WHAT TO WORK ON:
Go through the lines below and copy each one that holds the string "email".

[Saved data entries]
§ §

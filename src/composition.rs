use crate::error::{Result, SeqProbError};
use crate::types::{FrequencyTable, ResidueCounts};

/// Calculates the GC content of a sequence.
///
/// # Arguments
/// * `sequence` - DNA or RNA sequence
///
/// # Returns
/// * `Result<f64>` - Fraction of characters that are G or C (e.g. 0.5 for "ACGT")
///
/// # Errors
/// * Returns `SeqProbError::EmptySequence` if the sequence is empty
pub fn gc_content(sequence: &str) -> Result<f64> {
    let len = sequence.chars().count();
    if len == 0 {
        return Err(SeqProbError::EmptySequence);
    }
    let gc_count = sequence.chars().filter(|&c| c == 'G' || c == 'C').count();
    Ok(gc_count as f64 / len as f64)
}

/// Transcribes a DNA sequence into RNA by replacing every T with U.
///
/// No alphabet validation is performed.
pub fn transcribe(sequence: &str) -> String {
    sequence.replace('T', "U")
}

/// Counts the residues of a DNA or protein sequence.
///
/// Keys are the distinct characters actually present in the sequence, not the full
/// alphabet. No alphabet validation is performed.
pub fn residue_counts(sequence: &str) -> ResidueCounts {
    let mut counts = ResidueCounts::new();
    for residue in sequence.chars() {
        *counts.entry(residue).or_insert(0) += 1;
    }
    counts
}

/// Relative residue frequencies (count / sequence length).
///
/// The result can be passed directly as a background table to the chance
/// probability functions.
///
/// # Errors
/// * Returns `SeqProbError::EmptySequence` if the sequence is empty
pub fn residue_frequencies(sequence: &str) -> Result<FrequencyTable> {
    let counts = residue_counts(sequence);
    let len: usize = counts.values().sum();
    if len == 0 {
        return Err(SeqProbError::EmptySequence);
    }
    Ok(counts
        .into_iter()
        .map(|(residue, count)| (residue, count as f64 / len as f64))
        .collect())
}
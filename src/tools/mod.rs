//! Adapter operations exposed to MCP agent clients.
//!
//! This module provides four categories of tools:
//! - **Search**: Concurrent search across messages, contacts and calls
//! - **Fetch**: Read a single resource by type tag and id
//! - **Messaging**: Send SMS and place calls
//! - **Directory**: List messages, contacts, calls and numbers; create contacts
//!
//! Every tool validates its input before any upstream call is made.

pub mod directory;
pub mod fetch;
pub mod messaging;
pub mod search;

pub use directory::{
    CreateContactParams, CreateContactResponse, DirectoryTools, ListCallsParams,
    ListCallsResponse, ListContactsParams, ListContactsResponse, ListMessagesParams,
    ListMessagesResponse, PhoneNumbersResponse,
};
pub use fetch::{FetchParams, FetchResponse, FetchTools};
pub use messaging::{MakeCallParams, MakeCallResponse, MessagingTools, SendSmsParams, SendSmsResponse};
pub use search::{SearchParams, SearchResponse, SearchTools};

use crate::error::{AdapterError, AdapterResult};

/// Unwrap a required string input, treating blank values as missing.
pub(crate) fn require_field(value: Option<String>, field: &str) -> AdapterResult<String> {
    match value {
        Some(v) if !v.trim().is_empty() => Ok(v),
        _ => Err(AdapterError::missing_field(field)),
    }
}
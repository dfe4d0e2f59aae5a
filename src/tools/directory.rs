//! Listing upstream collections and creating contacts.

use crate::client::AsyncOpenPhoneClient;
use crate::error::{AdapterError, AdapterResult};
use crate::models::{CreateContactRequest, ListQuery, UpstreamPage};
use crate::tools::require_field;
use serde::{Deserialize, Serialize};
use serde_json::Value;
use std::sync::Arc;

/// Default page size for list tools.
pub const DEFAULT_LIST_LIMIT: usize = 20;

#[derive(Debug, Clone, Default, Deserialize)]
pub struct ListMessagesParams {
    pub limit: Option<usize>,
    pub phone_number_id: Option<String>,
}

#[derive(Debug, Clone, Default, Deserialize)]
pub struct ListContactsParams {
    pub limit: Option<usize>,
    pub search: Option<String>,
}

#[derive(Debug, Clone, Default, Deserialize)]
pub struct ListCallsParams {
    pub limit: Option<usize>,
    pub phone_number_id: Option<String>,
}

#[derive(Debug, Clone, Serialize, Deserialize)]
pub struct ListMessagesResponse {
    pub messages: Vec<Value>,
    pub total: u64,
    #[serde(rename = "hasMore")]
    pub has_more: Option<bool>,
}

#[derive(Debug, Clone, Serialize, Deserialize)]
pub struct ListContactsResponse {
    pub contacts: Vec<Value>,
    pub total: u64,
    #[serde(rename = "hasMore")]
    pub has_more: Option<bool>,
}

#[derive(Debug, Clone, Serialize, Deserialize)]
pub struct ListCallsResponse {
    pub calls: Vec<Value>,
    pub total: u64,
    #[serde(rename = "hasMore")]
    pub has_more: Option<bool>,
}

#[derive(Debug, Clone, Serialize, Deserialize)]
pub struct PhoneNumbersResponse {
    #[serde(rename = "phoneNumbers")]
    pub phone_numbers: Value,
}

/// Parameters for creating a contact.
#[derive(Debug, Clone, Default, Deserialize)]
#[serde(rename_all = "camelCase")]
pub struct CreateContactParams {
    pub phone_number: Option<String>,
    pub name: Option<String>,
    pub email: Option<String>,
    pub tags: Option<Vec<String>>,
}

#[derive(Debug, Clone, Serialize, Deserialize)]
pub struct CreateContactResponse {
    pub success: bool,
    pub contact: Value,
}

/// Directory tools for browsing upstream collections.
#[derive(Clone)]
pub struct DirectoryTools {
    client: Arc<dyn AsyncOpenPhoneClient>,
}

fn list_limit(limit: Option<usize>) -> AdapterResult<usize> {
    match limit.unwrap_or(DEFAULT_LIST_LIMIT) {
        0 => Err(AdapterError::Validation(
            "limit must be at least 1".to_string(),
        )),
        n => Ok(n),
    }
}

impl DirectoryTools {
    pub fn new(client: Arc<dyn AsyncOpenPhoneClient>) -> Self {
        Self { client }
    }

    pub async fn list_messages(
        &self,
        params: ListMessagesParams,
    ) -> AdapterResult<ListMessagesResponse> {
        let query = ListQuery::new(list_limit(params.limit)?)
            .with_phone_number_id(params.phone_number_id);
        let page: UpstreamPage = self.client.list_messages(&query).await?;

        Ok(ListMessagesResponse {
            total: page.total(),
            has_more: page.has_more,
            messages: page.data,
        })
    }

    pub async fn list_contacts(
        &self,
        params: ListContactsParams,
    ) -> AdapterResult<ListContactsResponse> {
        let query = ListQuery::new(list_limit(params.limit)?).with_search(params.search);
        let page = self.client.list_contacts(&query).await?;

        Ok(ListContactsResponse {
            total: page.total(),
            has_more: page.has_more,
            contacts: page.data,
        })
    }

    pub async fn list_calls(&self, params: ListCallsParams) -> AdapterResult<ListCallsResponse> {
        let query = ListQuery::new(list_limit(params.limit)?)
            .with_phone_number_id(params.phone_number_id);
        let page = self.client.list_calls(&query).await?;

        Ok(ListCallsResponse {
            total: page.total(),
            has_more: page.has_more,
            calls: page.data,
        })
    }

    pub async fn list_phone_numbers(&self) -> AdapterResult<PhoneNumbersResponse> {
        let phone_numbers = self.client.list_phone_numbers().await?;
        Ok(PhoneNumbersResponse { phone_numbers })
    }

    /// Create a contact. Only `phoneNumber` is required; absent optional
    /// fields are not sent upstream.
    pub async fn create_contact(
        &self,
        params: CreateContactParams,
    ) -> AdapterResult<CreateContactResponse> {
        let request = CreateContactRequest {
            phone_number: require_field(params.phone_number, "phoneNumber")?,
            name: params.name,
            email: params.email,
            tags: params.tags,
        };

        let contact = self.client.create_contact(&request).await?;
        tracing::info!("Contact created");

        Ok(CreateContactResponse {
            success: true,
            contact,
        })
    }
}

§ §

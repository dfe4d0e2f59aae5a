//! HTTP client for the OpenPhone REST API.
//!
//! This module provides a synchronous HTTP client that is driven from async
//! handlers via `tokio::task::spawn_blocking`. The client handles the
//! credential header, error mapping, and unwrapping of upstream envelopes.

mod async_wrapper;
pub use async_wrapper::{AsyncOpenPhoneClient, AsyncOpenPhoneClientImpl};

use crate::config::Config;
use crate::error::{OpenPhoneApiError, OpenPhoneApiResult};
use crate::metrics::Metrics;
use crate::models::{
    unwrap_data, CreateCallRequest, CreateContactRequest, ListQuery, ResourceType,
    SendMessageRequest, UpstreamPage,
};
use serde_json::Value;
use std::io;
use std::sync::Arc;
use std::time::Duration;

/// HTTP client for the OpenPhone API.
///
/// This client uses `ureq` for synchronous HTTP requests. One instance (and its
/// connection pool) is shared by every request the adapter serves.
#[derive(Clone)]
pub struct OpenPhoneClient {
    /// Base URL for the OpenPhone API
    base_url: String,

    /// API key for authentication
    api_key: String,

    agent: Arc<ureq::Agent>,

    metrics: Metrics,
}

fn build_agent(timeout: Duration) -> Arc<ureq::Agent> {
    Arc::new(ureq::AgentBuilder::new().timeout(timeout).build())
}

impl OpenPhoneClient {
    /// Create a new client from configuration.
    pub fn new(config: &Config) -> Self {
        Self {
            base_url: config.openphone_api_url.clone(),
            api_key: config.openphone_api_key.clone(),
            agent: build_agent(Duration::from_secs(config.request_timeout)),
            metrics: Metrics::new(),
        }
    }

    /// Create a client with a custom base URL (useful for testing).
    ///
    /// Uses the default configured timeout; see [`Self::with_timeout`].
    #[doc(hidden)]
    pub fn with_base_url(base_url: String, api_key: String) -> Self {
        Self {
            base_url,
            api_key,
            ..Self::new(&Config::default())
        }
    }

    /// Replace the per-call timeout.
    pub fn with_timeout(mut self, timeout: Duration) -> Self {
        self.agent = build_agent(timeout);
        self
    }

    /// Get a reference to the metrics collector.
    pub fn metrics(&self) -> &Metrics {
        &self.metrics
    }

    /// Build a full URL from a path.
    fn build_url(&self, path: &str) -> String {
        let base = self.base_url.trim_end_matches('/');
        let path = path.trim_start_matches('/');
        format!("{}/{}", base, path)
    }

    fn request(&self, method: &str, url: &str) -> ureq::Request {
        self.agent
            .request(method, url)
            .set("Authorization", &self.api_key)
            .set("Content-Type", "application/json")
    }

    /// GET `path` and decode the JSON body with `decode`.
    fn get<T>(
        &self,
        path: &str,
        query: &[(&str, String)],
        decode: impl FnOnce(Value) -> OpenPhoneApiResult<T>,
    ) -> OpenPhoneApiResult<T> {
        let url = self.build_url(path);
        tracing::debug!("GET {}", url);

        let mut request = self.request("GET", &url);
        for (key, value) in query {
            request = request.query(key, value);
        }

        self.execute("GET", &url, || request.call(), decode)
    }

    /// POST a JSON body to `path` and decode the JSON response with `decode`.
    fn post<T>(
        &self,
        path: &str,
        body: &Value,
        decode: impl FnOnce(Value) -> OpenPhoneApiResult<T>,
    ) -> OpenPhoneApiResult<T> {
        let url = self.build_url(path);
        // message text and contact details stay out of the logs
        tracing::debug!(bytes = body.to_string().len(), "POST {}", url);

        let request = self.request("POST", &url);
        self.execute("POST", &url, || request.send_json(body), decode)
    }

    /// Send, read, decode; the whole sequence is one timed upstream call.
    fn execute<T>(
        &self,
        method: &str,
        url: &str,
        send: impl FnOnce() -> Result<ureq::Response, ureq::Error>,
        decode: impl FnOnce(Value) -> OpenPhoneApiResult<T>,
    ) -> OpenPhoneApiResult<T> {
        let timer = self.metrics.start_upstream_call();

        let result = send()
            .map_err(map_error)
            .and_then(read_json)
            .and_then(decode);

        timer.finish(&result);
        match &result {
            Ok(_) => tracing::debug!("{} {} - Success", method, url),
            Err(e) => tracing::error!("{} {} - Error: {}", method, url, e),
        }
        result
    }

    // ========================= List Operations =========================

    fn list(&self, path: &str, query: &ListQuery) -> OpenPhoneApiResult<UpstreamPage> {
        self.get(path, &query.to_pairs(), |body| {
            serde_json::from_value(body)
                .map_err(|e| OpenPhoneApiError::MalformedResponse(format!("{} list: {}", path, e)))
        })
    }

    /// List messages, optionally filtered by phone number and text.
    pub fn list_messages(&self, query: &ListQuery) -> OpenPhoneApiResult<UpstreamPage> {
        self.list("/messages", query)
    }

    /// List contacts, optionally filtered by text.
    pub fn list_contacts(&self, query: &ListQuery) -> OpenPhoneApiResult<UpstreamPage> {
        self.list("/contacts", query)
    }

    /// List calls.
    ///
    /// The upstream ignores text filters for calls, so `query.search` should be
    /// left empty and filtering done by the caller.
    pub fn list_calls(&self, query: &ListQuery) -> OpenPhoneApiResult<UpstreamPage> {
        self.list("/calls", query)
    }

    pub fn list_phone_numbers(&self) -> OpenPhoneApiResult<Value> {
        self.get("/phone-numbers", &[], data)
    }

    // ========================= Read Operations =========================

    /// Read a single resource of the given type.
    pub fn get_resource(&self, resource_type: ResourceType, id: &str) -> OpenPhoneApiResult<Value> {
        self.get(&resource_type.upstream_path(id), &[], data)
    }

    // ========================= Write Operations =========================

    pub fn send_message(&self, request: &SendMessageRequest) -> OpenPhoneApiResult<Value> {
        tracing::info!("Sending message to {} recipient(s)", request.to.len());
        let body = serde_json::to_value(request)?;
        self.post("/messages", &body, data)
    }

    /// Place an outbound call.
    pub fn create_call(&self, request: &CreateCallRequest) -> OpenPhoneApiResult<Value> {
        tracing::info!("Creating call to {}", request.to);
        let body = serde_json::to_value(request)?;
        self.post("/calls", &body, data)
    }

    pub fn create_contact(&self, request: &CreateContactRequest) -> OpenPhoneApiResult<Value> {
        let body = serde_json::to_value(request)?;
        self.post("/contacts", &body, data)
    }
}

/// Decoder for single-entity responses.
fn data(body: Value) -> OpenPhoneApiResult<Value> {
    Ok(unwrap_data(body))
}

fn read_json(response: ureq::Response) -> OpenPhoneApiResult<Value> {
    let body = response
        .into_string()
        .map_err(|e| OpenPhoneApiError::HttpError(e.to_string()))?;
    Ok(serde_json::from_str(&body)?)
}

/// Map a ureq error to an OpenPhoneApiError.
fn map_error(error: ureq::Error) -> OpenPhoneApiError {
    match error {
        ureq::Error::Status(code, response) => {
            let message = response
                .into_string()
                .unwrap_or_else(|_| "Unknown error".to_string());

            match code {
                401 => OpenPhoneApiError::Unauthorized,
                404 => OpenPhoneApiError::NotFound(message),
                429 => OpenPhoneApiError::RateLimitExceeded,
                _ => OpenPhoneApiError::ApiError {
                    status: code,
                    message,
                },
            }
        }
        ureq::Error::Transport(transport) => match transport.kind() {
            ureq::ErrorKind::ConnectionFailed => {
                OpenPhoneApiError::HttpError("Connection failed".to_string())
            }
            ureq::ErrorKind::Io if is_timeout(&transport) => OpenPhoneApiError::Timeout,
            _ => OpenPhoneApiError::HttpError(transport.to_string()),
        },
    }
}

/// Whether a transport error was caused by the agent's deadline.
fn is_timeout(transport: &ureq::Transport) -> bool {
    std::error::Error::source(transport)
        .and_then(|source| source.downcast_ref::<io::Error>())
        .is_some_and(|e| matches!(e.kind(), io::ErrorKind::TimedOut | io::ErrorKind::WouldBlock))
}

§ §

ANSWER SPACE:
    pub email: Option<String>,
            email: params.email,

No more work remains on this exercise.